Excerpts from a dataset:

----

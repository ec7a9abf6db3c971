//! Patient listing and selection

use super::config::CommandContext;
use super::{output, view};
use anyhow::{Context, Result, bail};
use baymax_dashboard::Dashboard;
use baymax_model::PatientRecord;
use serde_json::{Value, json};

/// Find a record by id, id without `.json`, 1-based position or display name
pub fn resolve_patient<'a>(records: &'a [PatientRecord], query: &str) -> Option<&'a PatientRecord> {
    let query = query.trim();
    if let Some(record) = records
        .iter()
        .find(|r| r.id() == query || r.id().strip_suffix(".json") == Some(query))
    {
        return Some(record);
    }
    if let Ok(position) = query.parse::<usize>() {
        return position.checked_sub(1).and_then(|i| records.get(i));
    }
    records
        .iter()
        .find(|r| r.display_name().eq_ignore_ascii_case(query))
}

/// Load the directory and select the requested patient, or the first one.
///
/// No summary is fetched; commands that show it refresh it themselves.
pub async fn open_patient(dashboard: &Dashboard, query: Option<&str>) -> Result<PatientRecord> {
    let records = dashboard
        .load_directory()
        .await
        .context("Could not load the patient directory")?;

    let record = match query {
        Some(query) => resolve_patient(&records, query)
            .with_context(|| format!("No patient matches '{query}'"))?
            .clone(),
        None => match records.first() {
            Some(first) => first.clone(),
            None => bail!("No patients found"),
        },
    };

    dashboard.focus_patient(record.id())?;
    Ok(record)
}

pub fn records_json(records: &[PatientRecord]) -> Value {
    Value::Array(
        records
            .iter()
            .enumerate()
            .map(|(i, r)| json!({"index": i + 1, "id": r.id(), "name": r.display_name()}))
            .collect(),
    )
}

/// List the patients known to the backend
pub async fn list(ctx: CommandContext) -> Result<()> {
    let dashboard = ctx.connection.connect()?;
    let records = dashboard
        .load_patients(None)
        .await
        .context("Could not load the patient directory")?;

    output::print_result(
        &records_json(&records),
        &view::patients(&records, None),
        ctx.output_format,
        ctx.output_file.as_deref(),
    )
}
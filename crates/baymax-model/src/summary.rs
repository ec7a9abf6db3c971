//! Structured clinical summary
//!
//! Every section is optional. Absence means "no data", never an error.

use indexmap::IndexMap;
use serde::{Deserialize, Serialize};
use serde_json::Value;

/// Clinical summary returned by the backend for one patient
#[derive(Debug, Clone, Default, PartialEq, Serialize, Deserialize)]
pub struct ClinicalSummary {
    /// Record file the summary was built from
    #[serde(default, skip_serializing_if = "Option::is_none")]
    pub file: Option<String>,
    #[serde(default)]
    pub demographics: Option<Demographics>,
    #[serde(default)]
    pub medications_all_time: Option<Vec<MedicationEntry>>,
    #[serde(default)]
    pub conditions_all_time: Option<Vec<ConditionEntry>>,
    #[serde(default)]
    pub recent_vitals: Option<IndexMap<String, Measurement>>,
    #[serde(default)]
    pub recent_labs: Option<IndexMap<String, Measurement>>,
    #[serde(default)]
    pub allergies: Option<Vec<String>>,
    #[serde(default, skip_serializing_if = "Option::is_none")]
    pub has_active_medications: Option<bool>,
}

impl ClinicalSummary {
    /// True when no section carries data
    pub fn is_empty(&self) -> bool {
        self.demographics.is_none()
            && self.medications_all_time.as_ref().is_none_or(Vec::is_empty)
            && self.conditions_all_time.as_ref().is_none_or(Vec::is_empty)
            && self.recent_vitals.as_ref().is_none_or(IndexMap::is_empty)
            && self.recent_labs.as_ref().is_none_or(IndexMap::is_empty)
            && self.allergies.as_ref().is_none_or(Vec::is_empty)
    }

    /// Medications whose latest known status is `active`
    pub fn active_medications(&self) -> impl Iterator<Item = &MedicationEntry> {
        self.medications_all_time
            .iter()
            .flatten()
            .filter(|med| med.is_active())
    }
}

#[derive(Debug, Clone, Default, PartialEq, Serialize, Deserialize)]
pub struct Demographics {
    #[serde(default)]
    pub name: Option<String>,
    #[serde(default)]
    pub gender: Option<String>,
    #[serde(rename = "birthDate", default)]
    pub birth_date: Option<String>,
}

#[derive(Debug, Clone, PartialEq, Serialize, Deserialize)]
pub struct MedicationEntry {
    pub medication: String,
    #[serde(default)]
    pub status: Option<String>,
}

impl MedicationEntry {
    pub fn is_active(&self) -> bool {
        self.status
            .as_deref()
            .is_some_and(|status| status.eq_ignore_ascii_case("active"))
    }
}

#[derive(Debug, Clone, PartialEq, Serialize, Deserialize)]
pub struct ConditionEntry {
    pub code: String,
    #[serde(default)]
    pub onset: Option<String>,
}

/// Most recent value of a vital sign or lab
#[derive(Debug, Clone, Default, PartialEq, Serialize, Deserialize)]
pub struct Measurement {
    #[serde(default)]
    pub value: Option<Value>,
    #[serde(default)]
    pub date: Option<String>,
}

/// What the summary panel shows for the selected patient
#[derive(Debug, Clone, Default, PartialEq)]
pub enum SummaryPanel {
    /// No patient selected
    #[default]
    Empty,
    /// Fetch outstanding
    Loading,
    Ready(ClinicalSummary),
    /// Short-circuits all section rendering
    Failed { error: String },
}

impl SummaryPanel {
    pub fn summary(&self) -> Option<&ClinicalSummary> {
        match self {
            SummaryPanel::Ready(summary) => Some(summary),
            _ => None,
        }
    }

    pub fn error(&self) -> Option<&str> {
        match self {
            SummaryPanel::Failed { error } => Some(error),
            _ => None,
        }
    }
}
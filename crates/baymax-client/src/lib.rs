//! Baymax clinical API client
//!
//! This crate provides:
//! - The [`ClinicalApi`] trait, the seam between the dashboard and the backend
//! - [`HttpClinicalApi`], its `reqwest` implementation
//! - Endpoint routing, client configuration and upload validation

pub mod config;
pub mod endpoints;
pub mod http;
pub mod provider;
pub mod upload;

pub use config::*;
pub use endpoints::*;
pub use http::*;
pub use provider::*;
pub use upload::*;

----

**Task directions:** Once you have read the records, write every one of them out again exactly.

**Finished task:**
repository ec7a9abf6db3c971
//! Patient listing and selection

use super::config::CommandContext;
use super::{output, view};
use anyhow::{Context, Result, bail};
use baymax_dashboard::Dashboard;
use baymax_model::PatientRecord;
use serde_json::{Value, json};

/// Find a record by id, id without `.json`, 1-based position or display name
pub fn resolve_patient<'a>(records: &'a [PatientRecord], query: &str) -> Option<&'a PatientRecord> {
    let query = query.trim();
    if let Some(record) = records
        .iter()
        .find(|r| r.id() == query || r.id().strip_suffix(".json") == Some(query))
    {
        return Some(record);
    }
    if let Ok(position) = query.parse::<usize>() {
        return position.checked_sub(1).and_then(|i| records.get(i));
    }
    records
        .iter()
        .find(|r| r.display_name().eq_ignore_ascii_case(query))
}

/// Load the directory and select the requested patient, or the first one.
///
/// No summary is fetched; commands that show it refresh it themselves.
pub async fn open_patient(dashboard: &Dashboard, query: Option<&str>) -> Result<PatientRecord> {
    let records = dashboard
        .load_directory()
        .await
        .context("Could not load the patient directory")?;

    let record = match query {
        Some(query) => resolve_patient(&records, query)
            .with_context(|| format!("No patient matches '{query}'"))?
            .clone(),
        None => match records.first() {
            Some(first) => first.clone(),
            None => bail!("No patients found"),
        },
    };

    dashboard.focus_patient(record.id())?;
    Ok(record)
}

pub fn records_json(records: &[PatientRecord]) -> Value {
    Value::Array(
        records
            .iter()
            .enumerate()
            .map(|(i, r)| json!({"index": i + 1, "id": r.id(), "name": r.display_name()}))
            .collect(),
    )
}

/// List the patients known to the backend
pub async fn list(ctx: CommandContext) -> Result<()> {
    let dashboard = ctx.connection.connect()?;
    let records = dashboard
        .load_patients(None)
        .await
        .context("Could not load the patient directory")?;

    output::print_result(
        &records_json(&records),
        &view::patients(&records, None),
        ctx.output_format,
        ctx.output_file.as_deref(),
    )
}
filename crates/baymax-model/src/summary.rs
repository ec7a9abf6db3c971
//! Structured clinical summary
//!
//! Every section is optional. Absence means "no data", never an error.

use indexmap::IndexMap;
use serde::{Deserialize, Serialize};
use serde_json::Value;

/// Clinical summary returned by the backend for one patient
#[derive(Debug, Clone, Default, PartialEq, Serialize, Deserialize)]
pub struct ClinicalSummary {
    /// Record file the summary was built from
    #[serde(default, skip_serializing_if = "Option::is_none")]
    pub file: Option<String>,
    #[serde(default)]
    pub demographics: Option<Demographics>,
    #[serde(default)]
    pub medications_all_time: Option<Vec<MedicationEntry>>,
    #[serde(default)]
    pub conditions_all_time: Option<Vec<ConditionEntry>>,
    #[serde(default)]
    pub recent_vitals: Option<IndexMap<String, Measurement>>,
    #[serde(default)]
    pub recent_labs: Option<IndexMap<String, Measurement>>,
    #[serde(default)]
    pub allergies: Option<Vec<String>>,
    #[serde(default, skip_serializing_if = "Option::is_none")]
    pub has_active_medications: Option<bool>,
}

impl ClinicalSummary {
    /// True when no section carries data
    pub fn is_empty(&self) -> bool {
        self.demographics.is_none()
            && self.medications_all_time.as_ref().is_none_or(Vec::is_empty)
            && self.conditions_all_time.as_ref().is_none_or(Vec::is_empty)
            && self.recent_vitals.as_ref().is_none_or(IndexMap::is_empty)
            && self.recent_labs.as_ref().is_none_or(IndexMap::is_empty)
            && self.allergies.as_ref().is_none_or(Vec::is_empty)
    }

    /// Medications whose latest known status is `active`
    pub fn active_medications(&self) -> impl Iterator<Item = &MedicationEntry> {
        self.medications_all_time
            .iter()
            .flatten()
            .filter(|med| med.is_active())
    }
}

#[derive(Debug, Clone, Default, PartialEq, Serialize, Deserialize)]
pub struct Demographics {
    #[serde(default)]
    pub name: Option<String>,
    #[serde(default)]
    pub gender: Option<String>,
    #[serde(rename = "birthDate", default)]
    pub birth_date: Option<String>,
}

#[derive(Debug, Clone, PartialEq, Serialize, Deserialize)]
pub struct MedicationEntry {
    pub medication: String,
    #[serde(default)]
    pub status: Option<String>,
}

impl MedicationEntry {
    pub fn is_active(&self) -> bool {
        self.status
            .as_deref()
            .is_some_and(|status| status.eq_ignore_ascii_case("active"))
    }
}

#[derive(Debug, Clone, PartialEq, Serialize, Deserialize)]
pub struct ConditionEntry {
    pub code: String,
    #[serde(default)]
    pub onset: Option<String>,
}

/// Most recent value of a vital sign or lab
#[derive(Debug, Clone, Default, PartialEq, Serialize, Deserialize)]
pub struct Measurement {
    #[serde(default)]
    pub value: Option<Value>,
    #[serde(default)]
    pub date: Option<String>,
}

/// What the summary panel shows for the selected patient
#[derive(Debug, Clone, Default, PartialEq)]
pub enum SummaryPanel {
    /// No patient selected
    #[default]
    Empty,
    /// Fetch outstanding
    Loading,
    Ready(ClinicalSummary),
    /// Short-circuits all section rendering
    Failed { error: String },
}

impl SummaryPanel {
    pub fn summary(&self) -> Option<&ClinicalSummary> {
        match self {
            SummaryPanel::Ready(summary) => Some(summary),
            _ => None,
        }
    }

    pub fn error(&self) -> Option<&str> {
        match self {
            SummaryPanel::Failed { error } => Some(error),
            _ => None,
        }
    }
}
filename crates/baymax-client/src/lib.rs
//! Baymax clinical API client
//!
//! This crate provides:
//! - The [`ClinicalApi`] trait, the seam between the dashboard and the backend
//! - [`HttpClinicalApi`], its `reqwest` implementation
//! - Endpoint routing, client configuration and upload validation

pub mod config;
pub mod endpoints;
pub mod http;
pub mod provider;
pub mod upload;

pub use config::*;
pub use endpoints::*;
pub use http::*;
pub use provider::*;
pub use upload::*;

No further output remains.